Task statement.
Please copy out all lines of the entries that contain the word "fixture".

Collected data:
--- --- ---

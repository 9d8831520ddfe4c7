use super::Value;

/// A record of how an expression was evaluated for one row, including the
/// intermediate values that decided the outcome.
#[derive(Debug, Clone)]
pub enum EvaluationTrace {
    BinaryOp {
        op_symbol: &'static str,
        left: Box<EvaluationTrace>,
        right: Box<EvaluationTrace>,
        outcome: Value,
    },
    UnaryOp {
        op_symbol: &'static str,
        child: Box<EvaluationTrace>,
        outcome: Value,
    },
    Leaf {
        source: String,
        value: Value,
    },
    NotEvaluated,
}

impl EvaluationTrace {
    pub fn get_outcome(&self) -> Value {
        match self {
            EvaluationTrace::BinaryOp { outcome, .. } => outcome.clone(),
            EvaluationTrace::UnaryOp { outcome, .. } => outcome.clone(),
            EvaluationTrace::Leaf { value, .. } => value.clone(),
            EvaluationTrace::NotEvaluated => Value::Null,
        }
    }

    /// Mirrors the precedence used when printing expressions.
    pub fn precedence(&self) -> u8 {
        match self {
            EvaluationTrace::BinaryOp { op_symbol, .. } => match *op_symbol {
                "OR" => 1,
                "AND" => 2,
                "==" | "!=" | ">" | ">=" | "<" | "<=" => 4,
                _ => 0,
            },
            EvaluationTrace::UnaryOp { .. } => 3,
            EvaluationTrace::Leaf { .. } | EvaluationTrace::NotEvaluated => 5,
        }
    }
}
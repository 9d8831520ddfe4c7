use super::FieldDescriptor;

/// Derived column: `CURRENT_AVM_VALUE - CURRENT_SALE_MTG_1_LOAN_AMOUNT`.
pub const EQUITY_COLUMN: &str = "EQUITY";
/// Derived column: year of the last recorded sale.
pub const SALE_YEAR_COLUMN: &str = "SALE_YEAR";
pub const MEDIAN_HOME_PRICE_COLUMN: &str = "MEDIAN_HOME_PRICE";
pub const MEDIAN_SQFT_COLUMN: &str = "MEDIAN_SQFT";
pub const MORTGAGE_BALANCE_COLUMN: &str = "CURRENT_SALE_MTG_1_LOAN_AMOUNT";
pub const INTEREST_RATE_COLUMN: &str = "CURRENT_SALE_MTG_1_INT_RATE";

/// The homeowner fields every deployment ships with, in listing order.
pub(super) fn homeowner_fields() -> Vec<FieldDescriptor> {
    vec![
        FieldDescriptor::numeric("Age", "AGE", "Client age"),
        FieldDescriptor::numeric("YearsOwned", "LENGTH_OF_RESIDENCE", "Years of ownership"),
        FieldDescriptor::numeric("Equity", EQUITY_COLUMN, "Home equity ($)"),
        FieldDescriptor::numeric(
            "Rate",
            INTEREST_RATE_COLUMN,
            "Mortgage interest rate (decimal)",
        ),
        FieldDescriptor::numeric(
            "Mortgage_Balance",
            MORTGAGE_BALANCE_COLUMN,
            "Current mortgage balance ($)",
        ),
        FieldDescriptor::numeric("HomeSQFT", "SUM_BUILDING_SQFT", "Home square footage"),
        FieldDescriptor::numeric("MedianSQFT", MEDIAN_SQFT_COLUMN, "ZIP median square footage"),
        FieldDescriptor::numeric(
            "MedianHomePrice",
            MEDIAN_HOME_PRICE_COLUMN,
            "ZIP median home price ($)",
        ),
        FieldDescriptor::numeric("LastSaleDate", SALE_YEAR_COLUMN, "Year of last sale"),
        FieldDescriptor::text("EmploymentStatus", "EMPLOYMENT_STATUS", "Employment status"),
        FieldDescriptor::boolean("IsOwner", "IS_OWNER", "Currently owns property"),
        FieldDescriptor::numeric(
            "InterestRate",
            INTEREST_RATE_COLUMN,
            "Mortgage interest rate (alias of Rate)",
        ),
    ]
}
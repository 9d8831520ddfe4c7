//! Common test utilities for building catalogs and datasets.
use segment_formula::prelude::*;

/// The five-row homeowner fixture.
///
/// `AGE = [58, 62, 70, 45, 66]`, `EQUITY = [210000, 190000, 500000, 50000, 300000]`.
#[allow(dead_code)]
pub fn five_row_dataset() -> Dataset {
    Dataset::from_columns([
        ("AGE", vec![58.0, 62.0, 70.0, 45.0, 66.0]),
        (
            "EQUITY",
            vec![210000.0, 190000.0, 500000.0, 50000.0, 300000.0],
        ),
    ])
    .expect("fixture columns have equal length")
}

/// A mixed-type dataset with gaps and spreadsheet-style cells.
///
/// | row | AGE    | EQUITY      | RATE    | EMPLOYMENT_STATUS | IS_OWNER |
/// |-----|--------|-------------|---------|-------------------|----------|
/// | 0   | 61     | 250000      | 0.07    | Retired           | true     |
/// | 1   | null   | 400000      | "6.5%"  | Employed          | "yes"    |
/// | 2   | "abc"  | "$120,000"  | 0.03    | null              | false    |
/// | 3   | 72     | null        | 0.055   | Retired           | 1        |
#[allow(dead_code)]
pub fn mixed_dataset() -> Dataset {
    Dataset::from_json(
        r#"[
            {"AGE": 61, "EQUITY": 250000, "CURRENT_SALE_MTG_1_INT_RATE": 0.07,
             "EMPLOYMENT_STATUS": "Retired", "IS_OWNER": true},
            {"AGE": null, "EQUITY": 400000, "CURRENT_SALE_MTG_1_INT_RATE": "6.5%",
             "EMPLOYMENT_STATUS": "Employed", "IS_OWNER": "yes"},
            {"AGE": "abc", "EQUITY": "$120,000", "CURRENT_SALE_MTG_1_INT_RATE": 0.03,
             "EMPLOYMENT_STATUS": null, "IS_OWNER": false},
            {"AGE": 72, "EQUITY": null, "CURRENT_SALE_MTG_1_INT_RATE": 0.055,
             "EMPLOYMENT_STATUS": "Retired", "IS_OWNER": 1}
        ]"#,
    )
    .expect("fixture JSON is valid")
}

/// Compiles against the default catalog, panicking on failure.
#[allow(dead_code)]
pub fn compile_default(formula: &str) -> Predicate {
    let catalog = FieldCatalog::default();
    Compiler::new(&catalog)
        .compile(formula)
        .unwrap_or_else(|e| panic!("'{}' should compile: {}", formula, e))
}

/// Compiles and evaluates, returning the matching row indices.
#[allow(dead_code)]
pub fn matching_rows(formula: &str, dataset: &Dataset) -> Vec<usize> {
    let predicate = compile_default(formula);
    Evaluator::new(dataset)
        .evaluate(&predicate)
        .unwrap_or_else(|e| panic!("'{}' should evaluate: {}", formula, e))
        .matched_row_indices
}
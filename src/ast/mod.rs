//! Expression trees, runtime values and per-row evaluation traces.

pub mod expression;
pub mod trace;
pub mod value;

pub use expression::*;
pub use trace::*;
pub use value::*;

--- --- ---

Result of the exercise.
/// The five-row homeowner fixture.
    .expect("fixture columns have equal length")
    .expect("fixture JSON is valid")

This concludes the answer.